(Beginning of DATASET RECORDS)

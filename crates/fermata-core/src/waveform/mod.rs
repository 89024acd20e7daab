//! Background waveform analysis
//!
//! Decoding a track and reducing it to a display envelope can take tens of
//! milliseconds for a long file, so it runs on a dedicated thread. The caller
//! submits a path, polls for the result, and a generation counter makes sure
//! an envelope for a track the user has already moved away from is discarded
//! instead of flashing up late.

use std::path::PathBuf;
use std::thread::{self, JoinHandle};

use crossbeam::channel::{unbounded, Receiver, Sender, TryRecvError};

use crate::audio_file::SampleSource;

/// Number of envelope points a full track is reduced to.
pub const ENVELOPE_RESOLUTION: usize = 2000;

/// Display scaling applied to per-chunk RMS before clamping.
const RMS_DISPLAY_SCALE: f32 = 3.0;

struct AnalyzeRequest {
    generation: u64,
    path: PathBuf,
}

/// A finished analysis: per-chunk RMS values in `[0, 1]`.
///
/// Empty when the file could not be read.
#[derive(Debug, Clone, PartialEq)]
pub struct WaveformEnvelope {
    pub generation: u64,
    pub points: Vec<f32>,
}

impl WaveformEnvelope {
    pub fn is_empty(&self) -> bool {
        self.points.is_empty()
    }
}

/// Reduce a decoded track to at most [`ENVELOPE_RESOLUTION`] RMS points.
///
/// RMS per chunk is scaled up for display (quiet material would otherwise
/// render nearly flat) and clamped to `[0, 1]`.
pub fn compute_envelope(source: &SampleSource) -> Vec<f32> {
    let samples = source.samples().as_slice();
    if samples.is_empty() {
        return Vec::new();
    }

    let chunk = samples.len().div_ceil(ENVELOPE_RESOLUTION).max(1);
    samples
        .chunks(chunk)
        .map(|chunk| {
            let sum_squares: f32 = chunk
                .iter()
                .map(|s| {
                    let mono = (s.left + s.right) / 2.0;
                    mono * mono
                })
                .sum();
            let rms = (sum_squares / chunk.len() as f32).sqrt();
            (rms * RMS_DISPLAY_SCALE).clamp(0.0, 1.0)
        })
        .collect()
}

/// Background waveform analyzer.
///
/// One worker thread serves all requests in order. Results carry the
/// generation of the request that produced them; [`try_recv`] drops anything
/// older than the latest [`analyze`] call.
///
/// [`try_recv`]: WaveformAnalyzer::try_recv
/// [`analyze`]: WaveformAnalyzer::analyze
pub struct WaveformAnalyzer {
    tx: Sender<AnalyzeRequest>,
    rx: Receiver<WaveformEnvelope>,
    generation: u64,
    _handle: JoinHandle<()>,
}

impl WaveformAnalyzer {
    pub fn spawn() -> Self {
        let (request_tx, request_rx) = unbounded::<AnalyzeRequest>();
        let (result_tx, result_rx) = unbounded::<WaveformEnvelope>();

        let handle = thread::Builder::new()
            .name("fermata-waveform".to_string())
            .spawn(move || {
                analyzer_thread(request_rx, result_tx);
            })
            .expect("spawn waveform analyzer thread");

        Self {
            tx: request_tx,
            rx: result_rx,
            generation: 0,
            _handle: handle,
        }
    }

    /// Queue a track for analysis. Supersedes any in-flight request: its
    /// result will be discarded by [`try_recv`](Self::try_recv).
    pub fn analyze(&mut self, path: impl Into<PathBuf>) {
        self.generation += 1;
        let request = AnalyzeRequest {
            generation: self.generation,
            path: path.into(),
        };
        if self.tx.send(request).is_err() {
            log::error!("waveform analyzer thread disconnected");
        }
    }

    /// Poll for the envelope of the latest request, skipping stale results.
    pub fn try_recv(&self) -> Option<WaveformEnvelope> {
        loop {
            match self.rx.try_recv() {
                Ok(envelope) if envelope.generation == self.generation => {
                    return Some(envelope);
                }
                Ok(stale) => {
                    log::debug!(
                        "discarding stale waveform (generation {} < {})",
                        stale.generation,
                        self.generation
                    );
                }
                Err(TryRecvError::Empty) => return None,
                Err(TryRecvError::Disconnected) => {
                    log::error!("waveform analyzer thread disconnected");
                    return None;
                }
            }
        }
    }

    /// Blocking variant for callers without a tick loop (and for tests).
    pub fn recv(&self) -> Option<WaveformEnvelope> {
        while let Ok(envelope) = self.rx.recv() {
            if envelope.generation == self.generation {
                return Some(envelope);
            }
        }
        None
    }
}

fn analyzer_thread(rx: Receiver<AnalyzeRequest>, tx: Sender<WaveformEnvelope>) {
    while let Ok(request) = rx.recv() {
        let started = std::time::Instant::now();

        let points = match SampleSource::open(&request.path) {
            Ok(source) => compute_envelope(&source),
            Err(e) => {
                // Unreadable tracks still get a (blank) waveform slot
                log::warn!("waveform: could not analyze {:?}: {e}", request.path);
                Vec::new()
            }
        };

        log::debug!(
            "waveform: {:?} -> {} points in {:?}",
            request.path,
            points.len(),
            started.elapsed()
        );

        if tx
            .send(WaveformEnvelope {
                generation: request.generation,
                points,
            })
            .is_err()
        {
            break;
        }
    }
}

#[cfg(test)]
mod tests {
    use super::*;
    use crate::types::{StereoBuffer, StereoSample, SAMPLE_RATE};

    fn constant_source(frames: usize, level: f32) -> SampleSource {
        SampleSource::from_buffer(StereoBuffer::from_vec(vec![
            StereoSample::mono(level);
            frames
        ]))
    }

    #[test]
    fn envelope_has_bounded_resolution() {
        let source = constant_source(SAMPLE_RATE as usize * 3, 0.1);
        let points = compute_envelope(&source);
        assert!(!points.is_empty());
        assert!(points.len() <= ENVELOPE_RESOLUTION);
    }

    #[test]
    fn short_track_yields_one_point_per_frame() {
        let source = constant_source(10, 0.1);
        assert_eq!(compute_envelope(&source).len(), 10);
    }

    #[test]
    fn rms_is_scaled_and_clamped() {
        // 0.1 constant signal: RMS 0.1, scaled to 0.3
        let quiet = compute_envelope(&constant_source(4000, 0.1));
        assert!((quiet[0] - 0.3).abs() < 1e-3);

        // Full-scale signal clamps at 1.0
        let loud = compute_envelope(&constant_source(4000, 1.0));
        assert!(loud.iter().all(|&p| p == 1.0));
    }

    #[test]
    fn empty_source_yields_empty_envelope() {
        let source = constant_source(0, 0.0);
        assert!(compute_envelope(&source).is_empty());
    }

    #[test]
    fn unreadable_file_reports_empty_envelope() {
        let mut analyzer = WaveformAnalyzer::spawn();
        analyzer.analyze("/nonexistent/track.wav");
        let envelope = analyzer.recv().unwrap();
        assert!(envelope.is_empty());
    }

    #[test]
    fn stale_results_are_discarded() {
        let mut analyzer = WaveformAnalyzer::spawn();
        analyzer.analyze("/nonexistent/first.wav");
        analyzer.analyze("/nonexistent/second.wav");

        // The blocking recv skips the generation-1 result
        let envelope = analyzer.recv().unwrap();
        assert_eq!(envelope.generation, 2);
        assert!(analyzer.try_recv().is_none());
    }
}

(End of DATASET RECORDS)

(PROBLEM STATEMENT):
Show me all lines in the records that contain "fermata".

(EXPECTED ANSWER):
filename crates/fermata-core/src/waveform/mod.rs
            .name("fermata-waveform".to_string())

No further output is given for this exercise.